Hedge funds boost short bets on European carmakers
Hedge funds have increased short positions in bonds and shares of Stellantis, Volkswagen, BMW and Mercedes-Benz amid rising competition from Chinese automakers.
Hedge funds have increased short positions in the bonds and shares of major European carmakers, targeting long-dated and perpetual debt as well as equities in 2026. Positions are concentrated on companies including Stellantis, Volkswagen, BMW and Mercedes-Benz.
Large funds reported to be active in the trades include Marshall Wace, Two Sigma, Kintbury Capital and Citadel Advisors. Market data show higher borrowing activity in long-dated bond issues and perpetual debt, instruments often used to gain short exposure. Equity short interest and bond borrowing have coincided with tens of billions of euros of market value loss for European automakers so far this year.
Investors cite faster product cycles from Chinese manufacturers, competitive pricing, advances in battery systems and stronger software features as factors reshaping competition. Data from the European Automobile Manufacturers’ Association show Chinese brands accounted for 8.5% of EU vehicle sales in the first four months of 2026, up from 6% in the same period a year earlier. BYD has said it will invest nearly €2 billion in European infrastructure through the end of 2027, including support for ultra-fast charging networks.
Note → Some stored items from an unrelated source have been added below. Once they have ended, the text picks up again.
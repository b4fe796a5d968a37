//! TTL store operations.
//!
//! Expiry is enforced on read: `get` never returns an entry whose `expires_at`
//! has passed, and deletes it on the way out. `purge_expired` only reclaims
//! space for keys nobody reads again.

use super::codec::{self, CacheValue};
use super::connection::TtlStore;
use crate::Error;
use chrono::{DateTime, Datelike, SecondsFormat, TimeDelta, Utc};
use std::time::Duration;
use tokio_rusqlite::params;
use tokio_rusqlite::rusqlite;

/// A raw cache row.
#[derive(Debug, Clone, PartialEq)]
pub struct CacheEntry {
    pub key: String,
    /// Tagged bytes as produced by the codec.
    pub value: Vec<u8>,
    pub expires_at: String,
    pub updated_at: String,
}

impl CacheEntry {
    /// Whether the entry is dead at `now`. Unparseable expiries count as dead.
    pub fn is_expired_at(&self, now: DateTime<Utc>) -> bool {
        match DateTime::parse_from_rfc3339(&self.expires_at) {
            Ok(expires_at) => expires_at.with_timezone(&Utc) <= now,
            Err(_) => true,
        }
    }
}

/// A decoded live value together with its expiry, read in one statement.
#[derive(Debug, Clone, PartialEq)]
pub struct LiveEntry {
    pub value: CacheValue,
    pub expires_at: String,
}

enum Lookup {
    Missing,
    Expired,
    Live { value: Vec<u8>, expires_at: String },
}

/// Latest expiry the fixed-width timestamp format can represent.
const MAX_EXPIRY_YEAR: i32 = 9999;

/// Fixed-width UTC timestamp; sorts lexicographically in time order.
pub(crate) fn timestamp(t: DateTime<Utc>) -> String {
    t.to_rfc3339_opts(SecondsFormat::Millis, true)
}

fn select_entry(conn: &rusqlite::Connection, key: &str) -> Result<Option<CacheEntry>, Error> {
    let mut stmt = conn.prepare("SELECT key, value, expires_at, updated_at FROM query_cache WHERE key = ?1")?;

    let result = stmt.query_row(params![key], |row| {
        Ok(CacheEntry { key: row.get(0)?, value: row.get(1)?, expires_at: row.get(2)?, updated_at: row.get(3)? })
    });

    match result {
        Ok(entry) => Ok(Some(entry)),
        Err(rusqlite::Error::QueryReturnedNoRows) => Ok(None),
        Err(e) => Err(e.into()),
    }
}

impl TtlStore {
    /// Get a live value by key.
    ///
    /// Returns None if the key is absent, expired, or its payload cannot be
    /// decoded. An expired row is deleted before returning.
    pub async fn get(&self, key: &str) -> Result<Option<CacheValue>, Error> {
        Ok(self.get_live(key).await?.map(|entry| entry.value))
    }

    /// Like [`TtlStore::get`], but also returns the expiry of the row the
    /// value was read from.
    pub async fn get_live(&self, key: &str) -> Result<Option<LiveEntry>, Error> {
        let owned_key = key.to_string();
        let now = Utc::now();

        let lookup = self
            .conn
            .call(move |conn| -> Result<Lookup, Error> {
                let Some(entry) = select_entry(conn, &owned_key)? else {
                    return Ok(Lookup::Missing);
                };

                if entry.is_expired_at(now) {
                    // Only delete the row we saw; a concurrent set may have refreshed it.
                    conn.execute(
                        "DELETE FROM query_cache WHERE key = ?1 AND expires_at = ?2",
                        params![entry.key, entry.expires_at],
                    )?;
                    return Ok(Lookup::Expired);
                }

                Ok(Lookup::Live { value: entry.value, expires_at: entry.expires_at })
            })
            .await
            .map_err(Error::from)?;

        match lookup {
            Lookup::Missing => {
                tracing::debug!(key, "Cache miss");
                Ok(None)
            }
            Lookup::Expired => {
                tracing::debug!(key, "Evicted expired cache entry");
                Ok(None)
            }
            Lookup::Live { value, expires_at } => {
                let value = codec::decode(&value);
                tracing::debug!(key, hit = value.is_some(), "Cache read");
                Ok(value.map(|value| LiveEntry { value, expires_at }))
            }
        }
    }

    /// Get the raw row for a key, without expiry handling or decoding.
    pub async fn get_entry(&self, key: &str) -> Result<Option<CacheEntry>, Error> {
        let key = key.to_string();
        self.conn
            .call(move |conn| select_entry(conn, &key))
            .await
            .map_err(Error::from)
    }

    /// Insert or replace a value with the given time to live.
    ///
    /// Uses a single UPSERT statement: value, expiry and update time are
    /// replaced together or not at all. A ttl reaching past the year 9999 is
    /// rejected with `Error::InvalidInput`.
    pub async fn set(&self, key: &str, value: &CacheValue, ttl: Duration) -> Result<(), Error> {
        let encoded = codec::encode(value)?;

        let now = Utc::now();
        let expires_at = TimeDelta::from_std(ttl)
            .ok()
            .and_then(|delta| now.checked_add_signed(delta))
            .filter(|t| t.year() <= MAX_EXPIRY_YEAR)
            .ok_or_else(|| Error::InvalidInput(format!("ttl out of range: {ttl:?}")))?;

        let key = key.to_string();
        let expires_at = timestamp(expires_at);
        let updated_at = timestamp(now);

        self.conn
            .call(move |conn| -> Result<(), Error> {
                conn.execute(
                    "INSERT INTO query_cache (key, value, expires_at, updated_at)
                    VALUES (?1, ?2, ?3, ?4)
                    ON CONFLICT(key) DO UPDATE SET
                        value = excluded.value,
                        expires_at = excluded.expires_at,
                        updated_at = excluded.updated_at",
                    params![key, encoded, expires_at, updated_at],
                )?;
                Ok(())
            })
            .await
            .map_err(Error::from)
    }

    /// Delete a key. Deleting a missing key is not an error.
    pub async fn del(&self, key: &str) -> Result<(), Error> {
        let key = key.to_string();
        self.conn
            .call(move |conn| -> Result<(), Error> {
                conn.execute("DELETE FROM query_cache WHERE key = ?1", params![key])?;
                Ok(())
            })
            .await
            .map_err(Error::from)
    }

    /// Delete up to `limit` expired entries.
    ///
    /// Returns the number of deleted entries.
    pub async fn purge_expired(&self, limit: usize) -> Result<u64, Error> {
        let now = timestamp(Utc::now());
        let limit = i64::try_from(limit).unwrap_or(i64::MAX);
        self.conn
            .call(move |conn| -> Result<u64, Error> {
                let count = conn.execute(
                    "DELETE FROM query_cache WHERE key IN (
                        SELECT key FROM query_cache WHERE expires_at < ?1 LIMIT ?2
                    )",
                    params![now, limit],
                )?;
                Ok(count as u64)
            })
            .await
            .map_err(Error::from)
    }

    /// Delete every entry whose key starts with `prefix`.
    ///
    /// The comparison is exact and case-sensitive. Returns the number of
    /// deleted entries.
    pub async fn delete_prefix(&self, prefix: &str) -> Result<u64, Error> {
        let prefix = prefix.to_string();
        self.conn
            .call(move |conn| -> Result<u64, Error> {
                let count = conn.execute(
                    "DELETE FROM query_cache WHERE substr(key, 1, length(?1)) = ?1",
                    params![prefix],
                )?;
                Ok(count as u64)
            })
            .await
            .map_err(Error::from)
    }

    /// Number of stored rows, live or not.
    pub async fn count(&self) -> Result<u64, Error> {
        self.conn
            .call(|conn| -> Result<u64, Error> {
                let count: i64 = conn.query_row("SELECT COUNT(*) FROM query_cache", [], |row| row.get(0))?;
                Ok(count as u64)
            })
            .await
            .map_err(Error::from)
    }
}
Specific securities under pressure include several long-dated Stellantis bonds that have seen elevated borrowing activity and Volkswagen perpetual debt with notable selling. Bonds issued by BMW and Mercedes-Benz have also recorded higher short interest. Traders point to the speed at which Chinese groups are introducing updated models and technology as a competitive factor.
Other risks named by investors include weakening demand in some markets and potential effects of US tariffs on trade and profitability. European manufacturers have responded by seeking measures to incentivise local production and by expanding partnerships and joint ventures with Chinese companies to secure lower-cost production and access to components and software.
Market participants describe the positioning as driven by long-term structural concerns rather than only short-term cyclical weakness. Credit and equity desks are monitoring liquidity and borrowing costs for long-dated and perpetual instruments because heavy shorting in those securities can influence wider financing conditions for the companies involved.